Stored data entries
== Segment start ==
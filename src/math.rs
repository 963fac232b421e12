//! Math type aliases and 4x4 matrix helpers for transform translation.

pub use nalgebra;

/// 3D vector (f32).
pub type Vec3 = nalgebra::Vector3<f32>;

/// 4x4 matrix (f32).
pub type Mat4 = nalgebra::Matrix4<f32>;

/// Quaternion (f32).
pub type Quat = nalgebra::Quaternion<f32>;

/// Build a rotation matrix from an axis and an angle in radians.
///
/// A zero-length axis yields the identity.
pub fn mat4_from_axis_angle(axis: Vec3, angle: f32) -> Mat4 {
    match nalgebra::Unit::try_new(axis, 1.0e-6) {
        Some(unit) => nalgebra::Rotation3::from_axis_angle(&unit, angle).to_homogeneous(),
        None => Mat4::identity(),
    }
}

/// Build a translation-only 4x4 matrix.
pub fn mat4_from_translation(t: Vec3) -> Mat4 {
    Mat4::new_translation(&t)
}

/// Build a scale-only 4x4 matrix.
pub fn mat4_from_scale(s: Vec3) -> Mat4 {
    Mat4::new_nonuniform_scaling(&s)
}

/// Extract the translation column of a 4x4 matrix.
pub fn translation_of(m: &Mat4) -> Vec3 {
    Vec3::new(m[(0, 3)], m[(1, 3)], m[(2, 3)])
}

/// Decompose a 4x4 matrix into (scale, rotation, translation).
///
/// Scale is recovered from column norms, rotation from the column-normalized
/// upper 3x3. Shear survives neither, which is acceptable for the transform
/// fields this crate emits.
pub fn to_scale_rotation_translation(m: &Mat4) -> (Vec3, Quat, Vec3) {
    let translation = translation_of(m);
    let col0 = Vec3::new(m[(0, 0)], m[(1, 0)], m[(2, 0)]);
    let col1 = Vec3::new(m[(0, 1)], m[(1, 1)], m[(2, 1)]);
    let col2 = Vec3::new(m[(0, 2)], m[(1, 2)], m[(2, 2)]);
    let sx = col0.norm();
    let sy = col1.norm();
    let sz = col2.norm();
    let scale = Vec3::new(sx, sy, sz);
    let rot_mat = nalgebra::Matrix3::from_columns(&[col0 / sx, col1 / sy, col2 / sz]);
    let rotation = nalgebra::UnitQuaternion::from_rotation_matrix(
        &nalgebra::Rotation3::from_matrix_unchecked(rot_mat),
    )
    .into_inner();
    (scale, rotation, translation)
}

/// Extract an axis-angle rotation `[x, y, z, angle]` from a 4x4 matrix.
///
/// Returns `None` when the rotation part is (numerically) the identity.
pub fn axis_angle_of(m: &Mat4) -> Option<[f32; 4]> {
    let (_, rotation, _) = to_scale_rotation_translation(m);
    let unit = nalgebra::UnitQuaternion::new_normalize(rotation);
    unit.axis_angle().map(|(axis, angle)| {
        let a = axis.into_inner();
        [a.x, a.y, a.z, angle]
    })
}

/// Build the model matrix of an observer at `eye` looking at `target`.
///
/// This is the inverse of a view matrix: it positions and orients a node,
/// which is what a COLLADA `<lookat>` contributes to its parent transform.
pub fn look_at_model(eye: Vec3, target: Vec3, up: Vec3) -> Mat4 {
    let forward = target - eye;
    let f = match nalgebra::Unit::try_new(forward, 1.0e-6) {
        Some(f) => f.into_inner(),
        None => return mat4_from_translation(eye),
    };
    let s = f.cross(&up);
    let s = match nalgebra::Unit::try_new(s, 1.0e-6) {
        Some(s) => s.into_inner(),
        None => return mat4_from_translation(eye),
    };
    let u = s.cross(&f);
    #[rustfmt::skip]
    let result = Mat4::new(
        s.x, u.x, -f.x, eye.x,
        s.y, u.y, -f.y, eye.y,
        s.z, u.z, -f.z, eye.z,
        0.0, 0.0,  0.0, 1.0,
    );
    result
}
//! Output event protocol for translated scene graphs.
//!
//! The translator produces an ordered stream of node/field events through
//! [`ContentSink`] and route declarations through [`RouteSink`]. Every
//! `start_node`/`start_field` is matched by exactly one `end_node`/
//! `end_field` in LIFO order. A sink may build an in-memory graph, serialize
//! text, or forward to a renderer; [`RecordingSink`] captures the raw stream
//! and is what the tests assert against.

/// A single field payload.
#[derive(Debug, Clone, PartialEq)]
pub enum FieldValue {
    /// Single float (e.g. shininess).
    Float(f32),
    /// Flat float array (points, vectors, colors, keys).
    Floats(Vec<f32>),
    /// Single integer.
    Int(i32),
    /// Flat integer array (index fields, -1 terminated where face-sets need it).
    Ints(Vec<i32>),
    /// Boolean (e.g. loop).
    Bool(bool),
    /// Time value in seconds (e.g. cycleInterval).
    Time(f64),
    /// Single string (e.g. description).
    Str(String),
    /// String array (name/idref source data).
    Strings(Vec<String>),
}

/// Receiver for the node/field event stream.
pub trait ContentSink {
    /// Open a node of the given type, optionally declaring a reusable id.
    fn start_node(&mut self, type_tag: &str, def_id: Option<&str>);

    /// Close the most recently opened node.
    fn end_node(&mut self);

    /// Open a field of the current node.
    fn start_field(&mut self, name: &str);

    /// Close the most recently opened field.
    fn end_field(&mut self);

    /// Reference a previously declared id instead of re-emitting content.
    fn use_decl(&mut self, def_id: &str);

    /// Set the value of the current field.
    fn field_value(&mut self, value: FieldValue);
}

/// Receiver for route declarations produced by animation wiring.
pub trait RouteSink {
    /// Declare an event route from a source node's output field to a target
    /// node's input field.
    fn route_decl(&mut self, src_def: &str, src_field: &str, dst_def: &str, dst_field: &str);
}

/// One recorded sink event.
#[derive(Debug, Clone, PartialEq)]
pub enum Event {
    StartNode {
        type_tag: String,
        def_id: Option<String>,
    },
    EndNode,
    StartField(String),
    EndField,
    UseDecl(String),
    Value(FieldValue),
    Route {
        src_def: String,
        src_field: String,
        dst_def: String,
        dst_field: String,
    },
}

/// Captures the event stream as a flat `Vec<Event>`.
///
/// Tracks nesting depth so tests can assert the stream is balanced.
#[derive(Debug, Default)]
pub struct RecordingSink {
    /// All recorded events in emission order.
    pub events: Vec<Event>,
    depth: i32,
}

impl RecordingSink {
    /// Create an empty recording sink.
    pub fn new() -> Self {
        Self::default()
    }

    /// True when every start event has been matched by its end event.
    pub fn is_balanced(&self) -> bool {
        self.depth == 0
    }

    /// All values set for fields with the given name, in emission order.
    pub fn field_values(&self, field: &str) -> Vec<&FieldValue> {
        let mut values = Vec::new();
        let mut pending = false;
        for event in &self.events {
            match event {
                Event::StartField(name) => pending = name == field,
                Event::Value(value) if pending => {
                    values.push(value);
                    pending = false;
                }
                Event::EndField => pending = false,
                _ => {}
            }
        }
        values
    }

    /// Count of `StartNode` events with the given type tag.
    pub fn node_count(&self, type_tag: &str) -> usize {
        self.events
            .iter()
            .filter(|e| matches!(e, Event::StartNode { type_tag: t, .. } if t == type_tag))
            .count()
    }

    /// Def ids declared on `StartNode` events, in emission order.
    pub fn def_ids(&self) -> Vec<&str> {
        self.events
            .iter()
            .filter_map(|e| match e {
                Event::StartNode {
                    def_id: Some(id), ..
                } => Some(id.as_str()),
                _ => None,
            })
            .collect()
    }
}

impl ContentSink for RecordingSink {
    fn start_node(&mut self, type_tag: &str, def_id: Option<&str>) {
        self.depth += 1;
        self.events.push(Event::StartNode {
            type_tag: type_tag.to_string(),
            def_id: def_id.map(String::from),
        });
    }

    fn end_node(&mut self) {
        self.depth -= 1;
        self.events.push(Event::EndNode);
    }

    fn start_field(&mut self, name: &str) {
        self.depth += 1;
        self.events.push(Event::StartField(name.to_string()));
    }

    fn end_field(&mut self) {
        self.depth -= 1;
        self.events.push(Event::EndField);
    }

    fn use_decl(&mut self, def_id: &str) {
        self.events.push(Event::UseDecl(def_id.to_string()));
    }

    fn field_value(&mut self, value: FieldValue) {
        self.events.push(Event::Value(value));
    }
}

impl RouteSink for RecordingSink {
    fn route_decl(&mut self, src_def: &str, src_field: &str, dst_def: &str, dst_field: &str) {
        self.events.push(Event::Route {
            src_def: src_def.to_string(),
            src_field: src_field.to_string(),
            dst_def: dst_def.to_string(),
            dst_field: dst_field.to_string(),
        });
    }
}

#[cfg(test)]
mod tests {
    use super::*;

    #[test]
    fn recording_balance() {
        let mut sink = RecordingSink::new();
        sink.start_node("Shape", None);
        sink.start_field("geometry");
        assert!(!sink.is_balanced());
        sink.end_field();
        sink.end_node();
        assert!(sink.is_balanced());
    }

    #[test]
    fn field_value_lookup() {
        let mut sink = RecordingSink::new();
        sink.start_node("Coordinate", Some("c1"));
        sink.start_field("point");
        sink.field_value(FieldValue::Floats(vec![1.0, 2.0, 3.0]));
        sink.end_field();
        sink.end_node();

        let values = sink.field_values("point");
        assert_eq!(values.len(), 1);
        assert_eq!(values[0], &FieldValue::Floats(vec![1.0, 2.0, 3.0]));
        assert_eq!(sink.def_ids(), vec!["c1"]);
    }
}
//! Animation translation: samplers and channels become interpolator and
//! timer nodes wired to DEF'ed transform fields by routes.

use std::collections::HashMap;

use xmltree::Element;

use crate::dom;
use crate::sink::{ContentSink, FieldValue, RouteSink};

use super::error::ColladaError;
use super::input::{self, SharedInput};
use super::source::{Source, SourceData};
use super::strings as s;
use super::TranslationState;

/// A `<sampler>`: its id and input bindings.
#[derive(Debug)]
struct Sampler {
    inputs: Vec<SharedInput>,
}

/// A `<channel>`: sampler ref and animation target (`node_id/sid`).
#[derive(Debug)]
struct Channel {
    sampler: String,
    target: String,
}

/// Translate every animation in the document's `<library_animations>`.
///
/// Runs after the scene walk so the DEF'ed transform-field map is complete;
/// channels whose target was never DEF'ed are skipped.
pub fn translate_animations(
    root: &Element,
    sink: &mut dyn ContentSink,
    routes: &mut dyn RouteSink,
    state: &TranslationState,
) {
    for library in dom::find_children(root, s::LIBRARY_ANIMATIONS) {
        for animation in dom::find_children(library, s::ANIMATION) {
            translate_animation(animation, sink, routes, state);
        }
    }
}

fn translate_animation(
    animation: &Element,
    sink: &mut dyn ContentSink,
    routes: &mut dyn RouteSink,
    state: &TranslationState,
) {
    // Samplers, sources, and channels may sit in nested <animation>
    // elements; gather the whole subtree.
    let samplers: HashMap<String, Sampler> = dom::descendants(animation, s::SAMPLER)
        .into_iter()
        .filter_map(|e| {
            dom::attribute(e, s::ID).map(|id| {
                (
                    id.to_string(),
                    Sampler {
                        inputs: input::inputs(e),
                    },
                )
            })
        })
        .collect();

    let mut sources: HashMap<String, Source> = HashMap::new();
    for element in dom::descendants(animation, s::SOURCE) {
        match Source::parse(element) {
            Ok(source) => {
                sources.insert(source.id.clone(), source);
            }
            Err(err) => log::warn!("skipping malformed animation source: {}", err),
        }
    }

    let channels: Vec<Channel> = dom::descendants(animation, s::CHANNEL)
        .into_iter()
        .filter_map(|e| {
            let sampler = dom::attribute(e, s::SOURCE).map(super::local_ref)?;
            let target = dom::attribute(e, s::TARGET)?;
            Some(Channel {
                sampler: sampler.to_string(),
                target: target.to_string(),
            })
        })
        .collect();

    for channel in &channels {
        let target_field = match state.def_fields.get(&channel.target) {
            Some(field) => field,
            None => {
                log::debug!("channel target '{}' has no DEF'ed field", channel.target);
                continue;
            }
        };
        if let Err(err) =
            translate_channel(channel, target_field, &samplers, &sources, sink, routes)
        {
            log::warn!("skipping channel to '{}': {}", channel.target, err);
        }
    }
}

fn translate_channel(
    channel: &Channel,
    target_field: &str,
    samplers: &HashMap<String, Sampler>,
    sources: &HashMap<String, Source>,
    sink: &mut dyn ContentSink,
    routes: &mut dyn RouteSink,
) -> Result<(), ColladaError> {
    let sampler = samplers
        .get(&channel.sampler)
        .ok_or_else(|| ColladaError::UnresolvedReference(channel.sampler.clone()))?;

    let input = sampler_source(sampler, s::SEM_INPUT)?;
    let output = sampler_source(sampler, s::SEM_OUTPUT)?;
    let interp = sampler_source(sampler, s::SEM_INTERPOLATION)?;

    let times = source_floats(sources, input)?;
    let values = source_floats(sources, output)?;
    if times.is_empty() {
        return Err(ColladaError::Structural(format!(
            "sampler '{}' has no keyframes",
            channel.sampler
        )));
    }

    let begin = times[0];
    let end = times[times.len() - 1];
    let cycle_interval = end - begin;
    if cycle_interval <= 0.0 {
        return Err(ColladaError::Structural(format!(
            "sampler '{}' spans no time",
            channel.sampler
        )));
    }
    // Keys are the sample times normalized by the curve's duration.
    let keys: Vec<f32> = times.iter().map(|t| t / cycle_interval).collect();

    // TODO: interpolator and timer DEF ids are the source ids, which are
    // only unique per animation; prefix with the animation id if a document
    // with colliding source ids ever shows up.
    sink.start_node("PositionInterpolator", Some(interp));
    sink.start_field("key");
    sink.field_value(FieldValue::Floats(keys));
    sink.end_field();
    sink.start_field("keyValue");
    sink.field_value(FieldValue::Floats(values));
    sink.end_field();
    sink.end_node();

    sink.start_node("TimeSensor", Some(input));
    sink.start_field("loop");
    sink.field_value(FieldValue::Bool(true));
    sink.end_field();
    sink.start_field("cycleInterval");
    sink.field_value(FieldValue::Time(f64::from(cycle_interval)));
    sink.end_field();
    sink.end_node();

    routes.route_decl(input, "fraction_changed", interp, "set_fraction");
    routes.route_decl(
        interp,
        "value_changed",
        &channel.target,
        &format!("{}_changed", target_field),
    );
    Ok(())
}

/// Source id bound to a sampler input semantic.
fn sampler_source<'a>(
    sampler: &'a Sampler,
    semantic: &'static str,
) -> Result<&'a str, ColladaError> {
    input::find_semantic(&sampler.inputs, semantic)
        .map(|i| i.source.as_str())
        .ok_or(ColladaError::MissingInput(semantic))
}

fn source_floats(
    sources: &HashMap<String, Source>,
    id: &str,
) -> Result<Vec<f32>, ColladaError> {
    let source = sources
        .get(id)
        .ok_or_else(|| ColladaError::UnresolvedReference(id.to_string()))?;
    match source.data()? {
        SourceData::Floats(values) => Ok(values),
        _ => Err(ColladaError::Structural(format!(
            "animation source '{}' is not a float buffer",
            id
        ))),
    }
}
== Segment end ==
**Requirement:** Go through the entries and report every line with the string "tests".

**Task solution:**
//! and is what the tests assert against.
/// Tracks nesting depth so tests can assert the stream is balanced.
mod tests {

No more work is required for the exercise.